You’ll enter into Gallery 1 on a snowy March day and think you’ve been dunked into a lovely multi-coloured pot of paint. This is Brigitte Bere’s exhibit, The Imaginarium. Bere has exhibited her work for over twenty years, and her art has been sold to various clients across North America and Europe. She works from a wide variety of sources of inspiration and reference materials. As she herself says, she tends to “paint from the heart, rather than the head.” Bere uses many mediums, including acrylic, watercolour, encaustic, callography (print making), pastel, felting, sculpture, high relief works, acrylic collage, acrylic ink, graphite, and alcohol ink. The vibrancy of the colours, when you walk in, sort of makes you make a little circle around yourself with your feet as you turn. It’s a bit of a slow twirl, really, to take in all the beauty. It can all be that lovely and eye catching, especially on a grey winter afternoon.

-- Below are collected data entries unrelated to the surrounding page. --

//! Rotating double helix.

use std::f64::consts::{FRAC_PI_2, PI, TAU};

use crate::core::{Effect, EffectError, EffectMetadata, Simulation, SimulationEffect, Surface};
use crate::types::{palette, CellStyle};

const ID: &str = "dna-helix";

#[derive(Debug, Clone, Copy, PartialEq)]
pub struct Config {
    /// Radians per second.
    pub rotation_speed: f64,
    /// Horizontal radius in cells.
    pub radius: f64,
    /// Twist per row in radians.
    pub spacing: f64,
    /// A base pair is drawn every this many rows.
    pub rung_every: i32,
    pub fps: u32,
}

impl Default for Config {
    fn default() -> Self {
        Self {
            rotation_speed: 1.0,
            radius: 8.0,
            spacing: 0.15,
            rung_every: 3,
            fps: 30,
        }
    }
}

pub struct DnaHelix {
    config: Config,
    width: u16,
    height: u16,
    angle: f64,
}

impl DnaHelix {
    pub fn new(width: u16, height: u16, config: Config) -> Self {
        Self {
            config,
            width,
            height,
            angle: 0.0,
        }
    }

    /// Twist angle of row offset `z` from the centre.
    fn theta(&self, z: i32) -> f64 {
        self.angle + z as f64 * self.config.spacing
    }

    /// Columns of the two strands at row offset `z`.
    pub fn strands(&self, z: i32) -> (i32, i32) {
        let cx = self.width as i32 / 2;
        let theta = self.theta(z);
        (
            cx + (self.config.radius * theta.cos()) as i32,
            cx + (self.config.radius * (theta + PI).cos()) as i32,
        )
    }
}

impl Simulation for DnaHelix {
    fn update(&mut self, dt: f64) {
        self.angle += self.config.rotation_speed * dt;
        if self.angle > TAU {
            self.angle -= TAU;
        }
    }

    fn render(&self, surface: &mut dyn Surface) {
        let half = self.height as i32 / 2;
        let strand_a = CellStyle::fg(palette::LIGHT_BLUE).bold();
        let strand_b = CellStyle::fg(palette::LIGHT_CORAL).bold();
        let rung = CellStyle::fg(palette::GRAY);
        let front = CellStyle::fg(palette::YELLOW);

        for z in -half..half {
            let y = half + z;
            let (x1, x2) = self.strands(z);

            // rungs go underneath the strands
            if self.config.rung_every > 0 && z % self.config.rung_every == 0 {
                let (lo, hi) = (x1.min(x2), x1.max(x2));
                let mid = (lo + hi) / 2;
                let facing = (self.theta(z) + FRAC_PI_2).sin() > 0.0;
                for x in lo..=hi {
                    if x == mid {
                        surface.set_cell(x, y, '═', if facing { front } else { rung });
                    } else {
                        surface.set_cell(x, y, '─', rung);
                    }
                }
            }

            surface.set_cell(x1, y, '●', strand_a);
            surface.set_cell(x2, y, '●', strand_b);
        }
    }

    fn resize(&mut self, width: u16, height: u16) {
        self.width = width;
        self.height = height;
    }
}

pub fn metadata() -> EffectMetadata {
    EffectMetadata::new(ID, "DNA双螺旋", "DNA Helix")
        .description("旋转的DNA双螺旋结构", "Rotating DNA double helix")
        .long_description("两条互补链围绕中轴旋转，每隔几行用碱基对连接，朝向观察者的碱基对高亮显示。")
        .tags(&["科学", "3D", "动画"])
}

pub fn effect_with(config: Config) -> SimulationEffect<DnaHelix> {
    SimulationEffect::new(metadata(), config.fps, move |w, h| {
        if w == 0 || h == 0 {
            return Err(EffectError::surface_too_small(w, h, 1, 1));
        }
        Ok(DnaHelix::new(w, h, config))
    })
}

pub fn effect() -> Box<dyn Effect> {
    Box::new(effect_with(Config::default()))
}

#[cfg(test)]
mod tests {
    use super::*;
    use crate::core::FrameBuffer;

    #[test]
    fn strands_are_mirrored_around_the_axis() {
        let helix = DnaHelix::new(40, 20, Config::default());
        assert_eq!(helix.strands(0), (28, 12));
        for z in -10..10 {
            let (a, b) = helix.strands(z);
            assert!((a + b - 40).abs() <= 1);
        }
    }

    #[test]
    fn every_row_has_both_strands() {
        let mut helix = DnaHelix::new(40, 20, Config::default());
        helix.update(0.7);
        let mut fb = FrameBuffer::new(40, 20);
        helix.render(&mut fb);
        for y in 0..20u16 {
            let row = fb.row_text(y);
            assert!(row.contains('●'), "row {y}: {row:?}");
        }
        // rungs on rows whose offset is a multiple of three
        assert!(fb.row_text(10).contains('─') || fb.row_text(10).contains('═'));
    }
}
//! Persisted language preference.
//!
//! ```json
//! { "language": "zh", "version": "1.0" }
//! ```
//!
//! Reading never fails: a missing, unreadable or malformed file means "use
//! the default".

use std::fs;
use std::io;
use std::path::{Path, PathBuf};

use log::{debug, warn};
use serde::{Deserialize, Serialize};
use thiserror::Error;

use crate::types::Language;

pub const CONFIG_VERSION: &str = "1.0";

#[derive(Debug, Error)]
pub enum ConfigError {
    #[error("home directory not found")]
    NoHome,
    #[error("config io: {0}")]
    Io(#[from] io::Error),
    #[error("config json: {0}")]
    Json(#[from] serde_json::Error),
}

#[derive(Debug, Clone, PartialEq, Eq, Serialize, Deserialize)]
pub struct Preference {
    pub language: String,
    pub version: String,
}

impl Preference {
    pub fn new(lang: Language) -> Self {
        Self {
            language: lang.code().to_string(),
            version: CONFIG_VERSION.to_string(),
        }
    }
}

/// `~/.symbolmove/config.json`, if a home directory is known.
pub fn default_config_path() -> Option<PathBuf> {
    dirs::home_dir().map(|home| home.join(".symbolmove").join("config.json"))
}

/// Stored language, or `None` when the file is absent or unusable.
pub fn load_language(path: &Path) -> Option<Language> {
    let data = match fs::read_to_string(path) {
        Ok(data) => data,
        Err(err) => {
            debug!("no language preference at {}: {err}", path.display());
            return None;
        }
    };
    let pref: Preference = match serde_json::from_str(&data) {
        Ok(pref) => pref,
        Err(err) => {
            warn!("ignoring malformed {}: {err}", path.display());
            return None;
        }
    };
    Language::from_code(&pref.language)
}

/// Write the preference, creating the parent directory.
pub fn save_language(path: &Path, lang: Language) -> Result<(), ConfigError> {
    if let Some(dir) = path.parent() {
        fs::create_dir_all(dir)?;
    }
    let data = serde_json::to_string_pretty(&Preference::new(lang))?;
    fs::write(path, data)?;
    debug!("saved language {} to {}", lang.code(), path.display());
    Ok(())
}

The felted pieces of Manitoulin are the ones that first drew me in. I’ve loved Manitoulin since I was a girl, when my parents used to rent a camp on the edge of Lake Mindemoya for one week every August. That was our summer holiday, and we swam and went fishing, hiked through meadows full of wildflowers and cows, and climbed all over the split rail fences. Show me a Manitoulin field and I get a bit teary eyed right away. The three felted pieces, “Manitoulin Landscape,” “Quilted Landscape–Railway Tracks,” and “Manitoulin Shores,” are evocative of the Island’s raw and magical natural beauty.
Bere had me, though, with two of her more ethereal pieces. “Beltaine Celtic Rite of Passage” made me think of a day I spent hiking in Caherconnell, an ancient stone ring fort on the Burren, in Co. Clare, Ireland, a year and a half ago. Walking there, touching the stones, I could imagine people like the ones she has presented in this painting.
Further along, you can’t help but smile at the mermaid-like quality of Bere’s “The Diver,” which makes you feel as if you’ve stumbled upon a sighting where you hadn’t been expected in the first place. Here is someone who is busy diving, her eyes focused on the depths rather than on the shallows, not minding that you’re trying to see if she really has a tail, or if she’s just a human woman diving for pearls. The suggestion is that she’s a supernatural being, someone with a purpose and power that we may or may not be able to divine.
“Floating Dreams No. 4” is intriguing because it takes up a large part of an end wall of Gallery 1. You can’t miss it. It feels as if its on fire with colour, and so you have to stand in front of it and wonder what’s happened to this woman. She looks as if she is asleep, or resting, but also feels to be defeated by something bigger than she can articulate. Her body becomes a part of the landscape, which I found interesting, given that the exhibit in Gallery 2 is all about how we view and interact with landscape and ecosystems.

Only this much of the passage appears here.